AbstractA comprehensive characterization of gas hydrate system offshore the western Black Sea was performed through an integrated analysis of geophysical data. We detected the bottom‐simulating reflector (BSR), which marks, in this area, the base of gas hydrate stability. The observed BSR depth does not fit the theoretical steady state base of gas hydrate stability zone (BGHSZ). We show that the disparity between the BSR and predicted BGHSZ is the result of a transient state of the hydrate system due to the ongoing reequilibrium since the Last Glacial Maximum.
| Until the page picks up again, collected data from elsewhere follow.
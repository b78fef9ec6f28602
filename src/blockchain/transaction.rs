// src/blockchain/transaction.rs

//! In-memory ledger transaction.
//!
//! A transaction carries one typed body plus the envelope fields the ledger
//! stamps on every transaction. Once frozen its content can no longer change
//! and it can be serialised for external signing.

use serde::{Deserialize, Serialize};
use thiserror::Error;

use super::models::{AccountId, TransactionId};
use crate::params::{
    account::{
        CreateAccountParametersNormalised, DeleteAccountParametersNormalised,
        TransferHbarParametersNormalised, UpdateAccountParametersNormalised,
    },
    consensus::{CreateTopicParametersNormalised, SubmitTopicMessageParametersNormalised},
    evm::ContractExecuteParametersNormalised,
    token::{
        AirdropFungibleTokenParametersNormalised, CreateTokenParametersNormalised,
        MintTokenParametersNormalised,
    },
};

#[derive(Error, Debug, Clone, PartialEq, Eq)]
pub enum TransactionError {
    #[error("transaction is immutable; it has been frozen")]
    Frozen,
    #[error("transaction must be frozen before it can be serialised")]
    NotFrozen,
    #[error("transaction id must be set before freezing")]
    MissingTransactionId,
    #[error("failed to serialise transaction: {0}")]
    Serialization(String),
}

#[derive(Debug, Clone, PartialEq, Serialize, Deserialize)]
#[serde(rename_all = "camelCase", tag = "type", content = "data")]
pub enum TransactionBody {
    AccountCreate(CreateAccountParametersNormalised),
    AccountUpdate(UpdateAccountParametersNormalised),
    AccountDelete(DeleteAccountParametersNormalised),
    CryptoTransfer(TransferHbarParametersNormalised),
    TokenCreate(CreateTokenParametersNormalised),
    TokenMint(MintTokenParametersNormalised),
    TokenAirdrop(AirdropFungibleTokenParametersNormalised),
    TopicCreate(CreateTopicParametersNormalised),
    TopicMessageSubmit(SubmitTopicMessageParametersNormalised),
    ContractExecute(ContractExecuteParametersNormalised),
}

impl TransactionBody {
    pub fn kind(&self) -> &'static str {
        match self {
            TransactionBody::AccountCreate(_) => "AccountCreate",
            TransactionBody::AccountUpdate(_) => "AccountUpdate",
            TransactionBody::AccountDelete(_) => "AccountDelete",
            TransactionBody::CryptoTransfer(_) => "CryptoTransfer",
            TransactionBody::TokenCreate(_) => "TokenCreate",
            TransactionBody::TokenMint(_) => "TokenMint",
            TransactionBody::TokenAirdrop(_) => "TokenAirdrop",
            TransactionBody::TopicCreate(_) => "TopicCreate",
            TransactionBody::TopicMessageSubmit(_) => "TopicMessageSubmit",
            TransactionBody::ContractExecute(_) => "ContractExecute",
        }
    }
}

#[derive(Debug, Clone, PartialEq, Serialize, Deserialize)]
#[serde(rename_all = "camelCase")]
pub struct Transaction {
    body: TransactionBody,
    #[serde(default, skip_serializing_if = "Option::is_none")]
    memo: Option<String>,
    #[serde(default, skip_serializing_if = "Option::is_none")]
    transaction_id: Option<TransactionId>,
    #[serde(default, skip_serializing_if = "Vec::is_empty")]
    node_account_ids: Vec<AccountId>,
    #[serde(skip)]
    frozen: bool,
}

impl Transaction {
    pub fn new(body: TransactionBody) -> Self {
        Self {
            body,
            memo: None,
            transaction_id: None,
            node_account_ids: Vec::new(),
            frozen: false,
        }
    }

    pub fn body(&self) -> &TransactionBody {
        &self.body
    }

    pub fn memo(&self) -> Option<&str> {
        self.memo.as_deref()
    }

    pub fn transaction_id(&self) -> Option<TransactionId> {
        self.transaction_id
    }

    pub fn node_account_ids(&self) -> &[AccountId] {
        &self.node_account_ids
    }

    pub fn is_frozen(&self) -> bool {
        self.frozen
    }

    fn ensure_mutable(&self) -> Result<(), TransactionError> {
        if self.frozen {
            return Err(TransactionError::Frozen);
        }
        Ok(())
    }

    pub fn set_transaction_memo(&mut self, memo: impl Into<String>) -> Result<&mut Self, TransactionError> {
        self.ensure_mutable()?;
        self.memo = Some(memo.into());
        Ok(self)
    }

    pub fn set_transaction_id(&mut self, id: TransactionId) -> Result<&mut Self, TransactionError> {
        self.ensure_mutable()?;
        self.transaction_id = Some(id);
        Ok(self)
    }

    pub fn set_node_account_ids(&mut self, ids: Vec<AccountId>) -> Result<&mut Self, TransactionError> {
        self.ensure_mutable()?;
        self.node_account_ids = ids;
        Ok(self)
    }

    /// Makes the transaction immutable. Freezing twice is a no-op.
    pub fn freeze(&mut self) -> Result<&mut Self, TransactionError> {
        if self.transaction_id.is_none() {
            return Err(TransactionError::MissingTransactionId);
        }
        self.frozen = true;
        Ok(self)
    }

    pub fn to_bytes(&self) -> Result<Vec<u8>, TransactionError> {
        if !self.frozen {
            return Err(TransactionError::NotFrozen);
        }
        serde_json::to_vec(self).map_err(|e| TransactionError::Serialization(e.to_string()))
    }

    /// Reads back bytes produced by [`Transaction::to_bytes`]. The result is frozen.
    pub fn from_bytes(bytes: &[u8]) -> Result<Self, TransactionError> {
        let mut tx: Transaction =
            serde_json::from_slice(bytes).map_err(|e| TransactionError::Serialization(e.to_string()))?;
        tx.freeze()?;
        Ok(tx)
    }
}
When gas hydrates are brought outside the stability zone due to changes in temperature and sea level, their dissociation generates an increase in interstitial pore pressure. This process is favorable to the recrystallization of gas hydrates and delays the upward migration of the hydrate stability zone explaining the anomalously deep BSR. The BSR depth, which is commonly used to derive geothermal gradient values by assuming steady state conditions, is used here to derive the maximum excess pore pressure at the BGHSZ. Derived excess pore pressure values of 1–2 MPa are probably the result of the low permeability of hydrate‐bearing sediments. Higher pore pressure values derived at the location of a fault system could cause hydrofracturing enabling the free gas to cross the gas hydrate stability zone and emerge at the seafloor, forming the flares observed in close vicinity to where the shallow gas hydrates were sampled.